America’s distance from the military makes the country too willing to go to war, and too callous about the damage warfare inflicts. This distance also means that we spend too much money on the military and we spend it stupidly, thereby shortchanging many of the functions that make the most difference to the welfare of the troops and their success in combat. We buy weapons that have less to do with battlefield realities than with our unending faith that advanced technology will ensure victory, and with the economic interests and political influence of contractors. This leaves us with expensive and delicate high-tech white elephants, while unglamorous but essential tools, from infantry rifles to armored personnel carriers, too often fail our troops (see “Gun Trouble,” by Robert H. Scales, in this issue).

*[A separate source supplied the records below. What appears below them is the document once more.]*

use std::{collections::BTreeMap, fmt::Display, str::FromStr};

use crate::{ByteFontError, Result};

/// Value `height` holds while it has not been set explicitly.
pub const HEIGHT_UNSPECIFIED: i32 = -1;

/// Placeholder older writers stored when the name was missing.
const MISSING_NAME: &str = "null";

pub const KEY_NAME: &str = "name";
pub const KEY_SIZE: &str = "size";
pub const KEY_STYLE: &str = "style";
pub const KEY_HEIGHT: &str = "height";

/// The known style identifiers. The file stores the raw integer, so
/// [`FontMetadata::style`] may hold values outside of this set.
#[repr(i32)]
#[derive(Debug, Clone, Copy, PartialEq, Eq, Default)]
pub enum ByteFontType {
    #[default]
    Plain = 1,
    Bold = 2,
    Italic = 4,
}

impl ByteFontType {
    pub fn from_value(value: i32) -> Option<Self> {
        match value {
            1 => Some(Self::Plain),
            2 => Some(Self::Bold),
            4 => Some(Self::Italic),
            _ => None,
        }
    }

    pub fn value(self) -> i32 {
        self as i32
    }

    /// Letter used in default output file names.
    pub fn suffix(self) -> char {
        match self {
            Self::Plain => 'p',
            Self::Bold => 'b',
            Self::Italic => 'i',
        }
    }
}

impl Display for ByteFontType {
    fn fmt(&self, f: &mut std::fmt::Formatter<'_>) -> std::fmt::Result {
        match self {
            Self::Plain => write!(f, "PLAIN"),
            Self::Bold => write!(f, "BOLD"),
            Self::Italic => write!(f, "ITALIC"),
        }
    }
}

impl FromStr for ByteFontType {
    type Err = String;

    fn from_str(s: &str) -> std::result::Result<Self, Self::Err> {
        match s.to_ascii_uppercase().as_str() {
            "PLAIN" | "P" => Ok(Self::Plain),
            "BOLD" | "B" => Ok(Self::Bold),
            "ITALIC" | "I" => Ok(Self::Italic),
            _ => Err(format!("unknown font style '{s}'")),
        }
    }
}

/// Header of a byte font.
#[derive(Debug, Clone, PartialEq, Eq)]
pub struct FontMetadata {
    name: String,
    size: i32,
    style: i32,
    height: i32,
    extra: BTreeMap<String, String>,
}

impl FontMetadata {
    pub fn new(name: impl Into<String>, size: i32, style: i32) -> Self {
        Self {
            name: name.into(),
            size,
            style,
            height: HEIGHT_UNSPECIFIED,
            extra: BTreeMap::new(),
        }
    }

    pub fn with_height(mut self, height: i32) -> Self {
        self.height = height;
        self
    }

    /// Validates the raw key/value pairs read between `META_BEGIN` and `META_END`.
    ///
    /// Keys are expected in lower case. `name`, `size` and `style` are required,
    /// `size` and `style` must be positive. `height` is optional and may be
    /// negative. Other keys are kept in [`FontMetadata::extra`].
    pub fn from_meta(meta: &BTreeMap<String, String>) -> Result<Self> {
        let name = match meta.get(KEY_NAME) {
            Some(name) if !name.is_empty() && name != MISSING_NAME => name.clone(),
            Some(name) => return Err(ByteFontError::invalid_meta(KEY_NAME, name.as_str(), "name must not be empty")),
            None => return Err(ByteFontError::invalid_meta(KEY_NAME, MISSING_NAME, "missing")),
        };
        let size = parse_positive(meta, KEY_SIZE)?;
        let style = parse_positive(meta, KEY_STYLE)?;

        let mut result = Self::new(name, size, style);
        if let Some(height) = meta.get(KEY_HEIGHT) {
            result = result.with_height(height.parse().map_err(|e| ByteFontError::invalid_meta(KEY_HEIGHT, height.as_str(), e))?);
        }
        result.extra = meta
            .iter()
            .filter(|(k, _)| ![KEY_NAME, KEY_SIZE, KEY_STYLE, KEY_HEIGHT].contains(&k.as_str()))
            .map(|(k, v)| (k.clone(), v.clone()))
            .collect();
        Ok(result)
    }

    /// Adds a key that carries no meaning for the format but is written back.
    pub fn with_extra(mut self, key: impl Into<String>, value: impl Into<String>) -> Self {
        self.extra.insert(key.into().to_lowercase(), value.into());
        self
    }

    pub fn name(&self) -> &str {
        &self.name
    }

    pub fn size(&self) -> i32 {
        self.size
    }

    pub fn style(&self) -> i32 {
        self.style
    }

    pub fn font_type(&self) -> Option<ByteFontType> {
        ByteFontType::from_value(self.style)
    }

    /// The stored height, [`HEIGHT_UNSPECIFIED`] if none was given.
    pub fn height(&self) -> i32 {
        self.height
    }

    pub fn explicit_height(&self) -> Option<i32> {
        (self.height >= 0).then_some(self.height)
    }

    pub fn extra(&self) -> &BTreeMap<String, String> {
        &self.extra
    }

    /// Checks that every value can be written and read back unchanged.
    ///
    /// `name` must not be empty or `null`, `size` and `style` must be positive.
    /// Values must not contain line breaks or end in whitespace, the reader
    /// trims lines. Extra keys must be single words.
    pub fn validate(&self) -> Result<()> {
        if self.name.is_empty() || self.name == MISSING_NAME {
            return Err(ByteFontError::invalid_meta(KEY_NAME, self.name.as_str(), "name must not be empty"));
        }
        check_value(KEY_NAME, &self.name)?;
        if self.size <= 0 {
            return Err(ByteFontError::invalid_meta(KEY_SIZE, self.size.to_string(), "must be greater than 0"));
        }
        if self.style <= 0 {
            return Err(ByteFontError::invalid_meta(KEY_STYLE, self.style.to_string(), "must be greater than 0"));
        }
        for (key, value) in &self.extra {
            if key.is_empty() || key.starts_with('#') || key.chars().any(char::is_whitespace) || [KEY_NAME, KEY_SIZE, KEY_STYLE, KEY_HEIGHT].contains(&key.as_str()) {
                return Err(ByteFontError::invalid_meta(key.as_str(), value.as_str(), "not a valid extra key"));
            }
            if value.is_empty() {
                return Err(ByteFontError::invalid_meta(key.as_str(), value.as_str(), "value must not be empty"));
            }
            check_value(key, value)?;
        }
        Ok(())
    }
}

fn check_value(key: &str, value: &str) -> Result<()> {
    if value.contains(['\n', '\r']) {
        return Err(ByteFontError::invalid_meta(key, value, "must not contain line breaks"));
    }
    if value.ends_with(char::is_whitespace) {
        return Err(ByteFontError::invalid_meta(key, value, "must not end with whitespace"));
    }
    Ok(())
}

fn parse_positive(meta: &BTreeMap<String, String>, key: &str) -> Result<i32> {
    let Some(value) = meta.get(key) else {
        return Err(ByteFontError::invalid_meta(key, MISSING_NAME, "missing"));
    };
    let parsed: i32 = value.parse().map_err(|e| ByteFontError::invalid_meta(key, value.as_str(), e))?;
    if parsed <= 0 {
        return Err(ByteFontError::invalid_meta(key, value.as_str(), "must be greater than 0"));
    }
    Ok(parsed)
}

#[cfg(test)]
mod tests {
    use super::*;

    fn meta(pairs: &[(&str, &str)]) -> BTreeMap<String, String> {
        pairs.iter().map(|(k, v)| (k.to_string(), v.to_string())).collect()
    }

    #[test]
    fn test_from_meta() {
        let m = FontMetadata::from_meta(&meta(&[("name", "Arial"), ("size", "10"), ("style", "1")])).unwrap();
        assert_eq!(m.name(), "Arial");
        assert_eq!(m.size(), 10);
        assert_eq!(m.style(), 1);
        assert_eq!(m.height(), HEIGHT_UNSPECIFIED);
        assert_eq!(m.explicit_height(), None);
        assert_eq!(m.font_type(), Some(ByteFontType::Plain));
    }

    #[test]
    fn test_from_meta_height() {
        let m = FontMetadata::from_meta(&meta(&[("name", "Arial"), ("size", "10"), ("style", "2"), ("height", "14")])).unwrap();
        assert_eq!(m.explicit_height(), Some(14));

        let m = FontMetadata::from_meta(&meta(&[("name", "Arial"), ("size", "10"), ("style", "2"), ("height", "-5")])).unwrap();
        assert_eq!(m.height(), -5);
        assert_eq!(m.explicit_height(), None);

        assert!(FontMetadata::from_meta(&meta(&[("name", "Arial"), ("size", "10"), ("style", "2"), ("height", "high")])).is_err());
    }

    #[test]
    fn test_from_meta_rejects() {
        assert!(FontMetadata::from_meta(&meta(&[("size", "10"), ("style", "1")])).is_err());
        assert!(FontMetadata::from_meta(&meta(&[("name", "null"), ("size", "10"), ("style", "1")])).is_err());
        assert!(FontMetadata::from_meta(&meta(&[("name", "Arial"), ("size", "0"), ("style", "1")])).is_err());
        assert!(FontMetadata::from_meta(&meta(&[("name", "Arial"), ("size", "10"), ("style", "-1")])).is_err());
        assert!(FontMetadata::from_meta(&meta(&[("name", "Arial"), ("size", "ten"), ("style", "1")])).is_err());
        assert!(FontMetadata::from_meta(&meta(&[("name", "Arial"), ("size", "10")])).is_err());
    }

    #[test]
    fn test_extra_keys_are_kept() {
        let m = FontMetadata::from_meta(&meta(&[("name", "Arial"), ("size", "10"), ("style", "1"), ("foundry", "K.Design")])).unwrap();
        assert_eq!(m.extra().get("foundry").map(String::as_str), Some("K.Design"));
        assert_eq!(m.extra().len(), 1);
    }

    #[test]
    fn test_font_type() {
        assert_eq!("bold".parse::<ByteFontType>(), Ok(ByteFontType::Bold));
        assert_eq!("I".parse::<ByteFontType>(), Ok(ByteFontType::Italic));
        assert_eq!("Plain".parse::<ByteFontType>(), Ok(ByteFontType::Plain));
        assert!("heavy".parse::<ByteFontType>().is_err());
        assert_eq!(ByteFontType::from_value(3), None);
        assert_eq!(ByteFontType::Bold.suffix(), 'b');
        assert_eq!(ByteFontType::Italic.value(), 4);
    }

    #[test]
    fn test_validate() {
        assert!(FontMetadata::new("Arial", 10, 1).validate().is_ok());
        assert!(FontMetadata::new(" Arial", 10, 1).with_extra("foundry", "K Design").validate().is_ok());

        let invalid_key = |meta: FontMetadata| match meta.validate() {
            Err(ByteFontError::InvalidMetadata { key, .. }) => key,
            other => panic!("expected invalid metadata, got {other:?}"),
        };
        assert_eq!(invalid_key(FontMetadata::new("", 10, 1)), "name");
        assert_eq!(invalid_key(FontMetadata::new("null", 10, 1)), "name");
        assert_eq!(invalid_key(FontMetadata::new("Arial ", 10, 1)), "name");
        assert_eq!(invalid_key(FontMetadata::new("Ari\nal", 10, 1)), "name");
        assert_eq!(invalid_key(FontMetadata::new("Arial", 0, 1)), "size");
        assert_eq!(invalid_key(FontMetadata::new("Arial", 10, -2)), "style");
        assert_eq!(invalid_key(FontMetadata::new("Arial", 10, 1).with_extra("two words", "x")), "two words");
        assert_eq!(invalid_key(FontMetadata::new("Arial", 10, 1).with_extra("HEIGHT", "3")), "height");
        assert_eq!(invalid_key(FontMetadata::new("Arial", 10, 1).with_extra("foundry", "")), "foundry");
    }
}
//! Packing of monochrome pixel grids into column-major byte planes.

use crate::GlyphBitmap;

/// Number of bytes per column used to store `pixel_height` rows.
///
/// This is not `ceil(h / 8)`: heights with a remainder get a rounding bias of 4
/// before dividing and one extra byte on top (7 rows take 2 bytes). Existing
/// .bff files are sized with this rule so it must stay as is.
pub const fn byte_height(pixel_height: usize) -> usize {
    if pixel_height % 8 > 0 {
        (pixel_height + 4) / 8 + 1
    } else {
        pixel_height / 8
    }
}

/// A monochrome pixel grid addressed as `grid[x][y]`, `true` = ink.
#[derive(Debug, Clone, Default, PartialEq, Eq)]
pub struct PixelGrid {
    width: usize,
    height: usize,
    pixels: Vec<bool>,
}

impl PixelGrid {
    pub fn new(width: usize, height: usize) -> Self {
        Self {
            width,
            height,
            pixels: vec![false; width * height],
        }
    }

    /// Builds a grid from text rows, `#` is ink and everything else background.
    /// Shorter rows are padded with background.
    pub fn from_ascii(rows: &[&str]) -> Self {
        let width = rows.iter().map(|r| r.chars().count()).max().unwrap_or(0);
        let mut grid = Self::new(width, rows.len());
        for (y, row) in rows.iter().enumerate() {
            for (x, ch) in row.chars().enumerate() {
                grid.set(x, y, ch == '#');
            }
        }
        grid
    }

    pub fn width(&self) -> usize {
        self.width
    }

    pub fn height(&self) -> usize {
        self.height
    }

    pub fn get(&self, x: usize, y: usize) -> bool {
        x < self.width && y < self.height && self.pixels[y * self.width + x]
    }

    pub fn set(&mut self, x: usize, y: usize, ink: bool) {
        if x < self.width && y < self.height {
            self.pixels[y * self.width + x] = ink;
        }
    }
}

/// Packs the grid into `width x byte_height(height)` bytes.
///
/// `height` is the declared row count; rows beyond the grid are background and
/// grid rows beyond `height` are dropped.
pub fn pack(grid: &PixelGrid, height: usize) -> GlyphBitmap {
    let mut result = GlyphBitmap::new(grid.width(), byte_height(height));
    if result.is_empty() {
        return result;
    }
    for x in 0..grid.width() {
        for y in 0..height.min(grid.height()) {
            if grid.get(x, y) {
                result.set_pixel(x, y, true);
            }
        }
    }
    result
}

We know that technology is our military’s main advantage. Yet the story of the post-9/11 “long wars” is of America’s higher-tech advantages yielding transitory victories that melt away before the older, messier realities of improvised weapons, sectarian resentments, and mounting hostility to occupiers from afar, however well-intentioned. Many of the Pentagon’s most audacious high-tech ventures have been costly and spectacular failures, including (as we will see) the major air-power project of recent years, the F-35. In an America connected to its military, such questions of strategy and implementation would be at least as familiar as, say, the problems with the Common Core education standards.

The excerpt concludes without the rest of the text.